To Be ..or to be nothing
- Heike Kelley
- Dec 20, 2015
- 2 min read


Just yesterday I wrote something to a friend, and he immediately corrected a spelling error. Then he gave me feedback on the actual content. He realized what he had done, and was concerned if I was, I guess offended, or hurt by the correction made. And it took me back to my recent clinical experience. I tell you, the clients had no problems critiquing us students during our clinical practice.
But it was necessary critique. For any of us students. I benefited less from the clients who loved my touch and my technique than from the clients who didn’t like some of the things I did and making me aware of it. Everything that comes into our life is because we need it at that time. So obviously, for the clinical experience, the need was for us to improve and refine our hands-on technique. Not so obvious, most of the time, is when any one of us are being critiqued under every day situations.
First of, it takes a little skill to differentiate constructive feedback from critical analysis from someone who just wants to tear you down. Yes, there are indeed people who think they have mastered their ability to hide their own self-esteem issues and lack of self-love behind the guise of “improving” others. Don’t mistake their inability to accept other ways of doing things, or even more so, the inability to accept other people, as something that is for you to work on. But over time, anyone can see through that thin veneer of their insecurity.

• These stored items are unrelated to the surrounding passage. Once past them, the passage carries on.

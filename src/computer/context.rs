//! Process-wide host state, passed explicitly instead of living in globals.

use std::collections::BTreeSet;
use std::sync::{Arc, Mutex};

use tracing::{info, warn};

use super::handle::{ComputerHandle, ComputerRegistry};
use super::ComputerId;
use crate::config::HostConfig;
use crate::dispatcher::TaskDispatcher;
use crate::router::HandlerRegistry;
use crate::screen::WindowId;
use crate::vfs::VirtualRegistry;

#[derive(Debug, Clone, Copy, PartialEq, Eq)]
pub enum MessageLevel {
    Info,
    Warning,
    Error,
}

/// Answer to a "computer not responding" prompt.
#[derive(Debug, Clone, Copy, PartialEq, Eq)]
pub enum NotResponding {
    Restart,
    Wait,
}

/// Decisions and notices that need the embedding UI.
///
/// Always called on the owner thread through the [`TaskDispatcher`].
pub trait HostUi: Send + Sync {
    fn show_message(&self, window: Option<WindowId>, level: MessageLevel, title: &str, message: &str);
    fn not_responding(&self, computer: ComputerId) -> NotResponding;
    fn confirm_mount(&self, computer: ComputerId, backing: &str, read_only: bool) -> bool;
}

/// UI for hosts without a screen: logs notices, keeps waiting, allows mounts.
#[derive(Debug, Default, Clone, Copy)]
pub struct HeadlessUi;

impl HostUi for HeadlessUi {
    fn show_message(&self, window: Option<WindowId>, level: MessageLevel, title: &str, message: &str) {
        match level {
            MessageLevel::Info => info!(?window, title, message, "host message"),
            _ => warn!(?window, ?level, title, message, "host message"),
        }
    }

    fn not_responding(&self, computer: ComputerId) -> NotResponding {
        warn!(computer, "computer not responding; waiting");
        NotResponding::Wait
    }

    fn confirm_mount(&self, _computer: ComputerId, _backing: &str, _read_only: bool) -> bool {
        true
    }
}

/// Hands out the lowest free window id.
#[derive(Debug, Default)]
pub struct WindowAllocator {
    used: Mutex<BTreeSet<WindowId>>,
}

impl WindowAllocator {
    pub fn allocate(&self) -> WindowId {
        let mut used = self.used.lock().unwrap_or_else(|e| e.into_inner());
        let id = (0..).find(|id| !used.contains(id)).unwrap_or(WindowId::MAX);
        used.insert(id);
        id
    }

    pub fn release(&self, id: WindowId) {
        self.used.lock().unwrap_or_else(|e| e.into_inner()).remove(&id);
    }

    pub fn in_use(&self) -> usize {
        self.used.lock().unwrap_or_else(|e| e.into_inner()).len()
    }
}

/// Everything a computer needs from its host. Cheap to clone.
#[derive(Clone)]
pub struct HostContext {
    pub config: Arc<HostConfig>,
    pub dispatcher: Arc<TaskDispatcher>,
    pub runtime: tokio::runtime::Handle,
    pub ui: Arc<dyn HostUi>,
    pub images: Arc<VirtualRegistry>,
    pub computers: Arc<ComputerRegistry>,
    pub windows: Arc<WindowAllocator>,
    pub handlers: Arc<HandlerRegistry>,
}

impl HostContext {
    pub fn new(
        config: HostConfig,
        dispatcher: Arc<TaskDispatcher>,
        runtime: tokio::runtime::Handle,
        ui: Arc<dyn HostUi>,
    ) -> Self {
        Self {
            config: Arc::new(config),
            dispatcher,
            runtime,
            ui,
            images: Arc::new(VirtualRegistry::new()),
            computers: Arc::new(ComputerRegistry::default()),
            windows: Arc::new(WindowAllocator::default()),
            handlers: Arc::new(HandlerRegistry::default()),
        }
    }

    /// Open a monitor window for `computer`, named by its peripheral side.
    pub fn attach_monitor(&self, computer: &ComputerHandle, side: &str) -> Option<WindowId> {
        let shared = computer.upgrade()?;
        let window = self.windows.allocate();
        shared
            .monitors()
            .lock()
            .unwrap_or_else(|e| e.into_inner())
            .insert(window, side.to_string());
        info!(computer = computer.id(), window, side, "monitor attached");
        Some(window)
    }

    /// Show a notice on the owner thread without waiting for it.
    pub fn notify(&self, window: Option<WindowId>, level: MessageLevel, title: &str, message: &str) {
        let ui = Arc::clone(&self.ui);
        let (title, message) = (title.to_string(), message.to_string());
        self.dispatcher.submit_async(move || {
            ui.show_message(window, level, &title, &message);
            Ok(())
        });
    }

    /// Stop every computer and wait for their threads.
    pub fn shutdown(&self) {
        let live = self.computers.live();
        info!(computers = live.len(), "shutting down host");
        for handle in &live {
            handle.shutdown();
        }
        self.computers.join_all();
    }
}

Once you sifted out those nay-sayers, keeping them away from your boundaries, you have to allow room for growth. Your own growth, that is. That is when these situations place themselves in front of you, to face what it takes to move beyond what holds you back. Personally speaking, it is truly only your own view and your own opinions that keep you bound to outgrown versions of yourself. So what better way than to allow an outsider looking in to allow you to see what you have to do to progress?